Beavers can help to reduce the risk of flooding through building upstream dams in small watercourses. They do this to create pools in which they can move around, hide from predators and store food. The dams are temporary structures and mirror that of leaky dams which have been placed in many watercourses across the UK as part of NFM projects. Both leaky dams and beaver dams allow water to flow through, however at a much slower rate, reducing the volume of water flowing downstream to vulnerable, at risk communities during periods of heavy rainfall. Beaver dams also hold water in dry periods, helping to reduce the risk of flash-flooding downstream, reduce erosion and improve water quality by holding silt and intercepting acidic and agricultural run-off.
In February 2015, Devonshire Wildlife Trust was issued a license to release beavers into the wild after the discovery of a group of breeding beavers living wild on the River Otter in East Devon. This was a part of a five-year trial to monitor the beaver’s effects on the landscape and there are now at least eight breeding pairs occupying the main River Otter and the connected River Tale.
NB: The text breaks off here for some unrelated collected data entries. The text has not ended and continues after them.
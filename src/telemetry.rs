//! Tracing bootstrap for binaries embedding this crate.

use tracing_subscriber::EnvFilter;

/// Default filter when `RUST_LOG` is unset.
pub fn default_log_filter() -> &'static str {
    "info,larder=debug"
}

/// Initialize the global tracing subscriber from the environment.
/// Call once at process start; library code only emits events.
pub fn init() {
    tracing_subscriber::fmt()
        .with_env_filter(
            EnvFilter::try_from_default_env()
                .unwrap_or_else(|_| EnvFilter::new(default_log_filter())),
        )
        .init();
}

#[cfg(test)]
mod tests {
    use super::*;

    #[test]
    fn default_filter_covers_crate() {
        assert!(default_log_filter().contains("larder"));
    }
}
impl ScanService {
    pub fn new(
        local: LocalTextExtractor,
        text_source: Arc<dyn TextExtractionSource>,
        field_source: Arc<dyn FieldExtractionSource>,
        inventory: Arc<dyn InventoryStore>,
    ) -> Self {
        Self {
            local,
            text_source,
            field_source,
            inventory,
        }
    }

    /// Preview a scan from raw text the caller already has (typed input
    /// or an external OCR pass). Local-only: no network.
    pub fn preview_text(&self, raw_text: &str) -> ScanPreview {
        let parsed = self.local.extract(raw_text, None);
        let extracted = reconcile::merge(None, &parsed);
        let detected_items = reconcile::build_per_item_details(&extracted);
        ScanPreview {
            extracted,
            raw_text: raw_text.to_string(),
            detected_items,
        }
    }

    pub async fn preview_image(&self, image: &[u8]) -> Result<ScanPreview, ScanError> {
        self.preview_multi(&[image.to_vec()]).await
    }

    pub async fn preview_front_back(
        &self,
        front: &[u8],
        back: &[u8],
    ) -> Result<ScanPreview, ScanError> {
        self.preview_multi(&[front.to_vec(), back.to_vec()]).await
    }

    /// Preview a scan over label images. The field extraction and the
    /// text read run concurrently; the reconciler waits for both.
    pub async fn preview_multi(&self, images: &[Vec<u8>]) -> Result<ScanPreview, ScanError> {
        if images.is_empty() {
            return Err(ScanError::NoImages);
        }

        let (fields, text) = tokio::join!(
            self.field_source.extract_fields(images),
            self.text_source.extract_text(images),
        );

        let fields = fields?;
        let raw_text = text?
            .map(|t| t.trim().to_string())
            .filter(|t| !t.is_empty())
            .ok_or(ScanError::NoTextRecognized)?;

        let parsed = self.local.extract(&raw_text, Some(&images[0]));
        let extracted = reconcile::merge(fields.as_ref().map(|f| &f.scan), &parsed);

        // Prefer the model's structured item list; synthesize one from
        // candidates otherwise.
        let detected_items = fields
            .and_then(|f| f.items)
            .or_else(|| reconcile::build_per_item_details(&extracted));

        tracing::info!(
            product = %extracted.product_name,
            category = %extracted.category_name,
            score = extracted.confidence_score,
            needs_review = extracted.needs_human_review,
            "scan preview complete"
        );

        Ok(ScanPreview {
            extracted,
            raw_text,
            detected_items,
        })
    }

    pub async fn scan_text_and_add(
        &self,
        raw_text: &str,
        quantity: u32,
    ) -> Result<ScanOutcome, ScanError> {
        let preview = self.preview_text(raw_text);
        self.add_from_preview(preview, quantity).await
    }

    pub async fn scan_image_and_add(
        &self,
        image: &[u8],
        quantity: u32,
    ) -> Result<ScanOutcome, ScanError> {
        let preview = self.preview_image(image).await?;
        self.add_from_preview(preview, quantity).await
    }

    pub async fn scan_multi_and_add(
        &self,
        images: &[Vec<u8>],
        quantity: u32,
    ) -> Result<ScanOutcome, ScanError> {
        let preview = self.preview_multi(images).await?;
        self.add_from_preview(preview, quantity).await
    }

    /// Add each detected item as its own batch with its own category and
    /// expiry, instead of stamping one set of values onto everything.
    pub async fn split_add_all(
        &self,
        preview: &ScanPreview,
        default_quantity: u32,
    ) -> Result<ScanOutcome, ScanError> {
        let quantity = default_quantity.max(1);
        let mut added = Vec::new();

        if let Some(items) = preview
            .detected_items
            .as_ref()
            .filter(|items| !items.is_empty())
        {
            for item in items {
                added.push(
                    self.inventory
                        .add_batch(AddBatchRequest {
                            product_name: item.product_name.clone(),
                            category_name: item.category_name.clone(),
                            expiry_date: item.expiry_date,
                            quantity,
                        })
                        .await?,
                );
            }
        } else if !preview.extracted.product_candidates.is_empty() {
            for candidate in &preview.extracted.product_candidates {
                let category = reconcile::infer_category_from_name(candidate)
                    .map(str::to_string)
                    .unwrap_or_else(|| preview.extracted.category_name.clone());

                // Only the primary candidate inherits the scanned expiry;
                // the rest get their own category fallback.
                let is_primary = candidate.eq_ignore_ascii_case(&preview.extracted.product_name);
                let expiry = if is_primary {
                    preview.extracted.expiry_date
                } else {
                    shelf_life::fallback_expiry(&category, Some(candidate))
                };

                added.push(
                    self.inventory
                        .add_batch(AddBatchRequest {
                            product_name: candidate.clone(),
                            category_name: category,
                            expiry_date: expiry,
                            quantity,
                        })
                        .await?,
                );
            }
        } else {
            added.push(
                self.inventory
                    .add_batch(AddBatchRequest {
                        product_name: preview.extracted.product_name.clone(),
                        category_name: preview.extracted.category_name.clone(),
                        expiry_date: preview.extracted.expiry_date,
                        quantity,
                    })
                    .await?,
            );
        }

        Ok(ScanOutcome {
            extracted: preview.extracted.clone(),
            added,
            raw_text: preview.raw_text.clone(),
        })
    }

    async fn add_from_preview(
        &self,
        preview: ScanPreview,
        quantity: u32,
    ) -> Result<ScanOutcome, ScanError> {
        let product = self
            .inventory
            .add_batch(AddBatchRequest {
                product_name: preview.extracted.product_name.clone(),
                category_name: preview.extracted.category_name.clone(),
                expiry_date: preview.extracted.expiry_date,
                quantity: quantity.max(1),
            })
            .await?;

        Ok(ScanOutcome {
            extracted: preview.extracted,
            added: vec![product],
            raw_text: preview.raw_text,
        })
    }
}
It has been found that the benefits brought by the beavers outweigh the costs. Research by a team of scientists has found that they’re providing benefits to people who live in East Budleigh, which is at risk of flooding. The beavers have constructed six dams upstream of the village which have measurably and significantly reduced peak flood flows through the community. The scientists have also found that the beavers played a significant role in filtering pollutants including manure, slurry and fertilisers from the river. Wetlands were also created by the beavers which have benefited water voles, riverine birds, such as dippers and wildfowl including teal. There were also 37% more fish in the pools created by beaver dams than in comparable stretches of river. Trout have also been recorded jumping over beaver dams during high river flows.
The activity of beavers can flood valuable farmland and damage trees. However, fencing at the base of important trees and beaver deceivers can be installed (pipes that carry water through beaver dams without the beavers realising), in order to lower water levels and to reduce the risk of flooding.
Could beavers be the answer to reducing flood risk? As shown by the trial in Devon, their ability to build natural dams not only has benefit for downstream communities but also biodiversity, habitats and water quality. Large scale, hard engineered schemes are often costly and prevent the natural process of the river over topping onto its flood plain. Keeping the water in the river channel by straightening it or raising its banks will increase the speed of the flow and potentially increase flood risk and erosion to downstream communities. Some hard-engineered schemes are also thought to disrupt wildlife and biodiversity. So, with this considered, should we opt for a more natural approach to flood risk management and re-introduce beavers to other parts of the country? As shown above, they definitely have some great benefits for both people and the environment.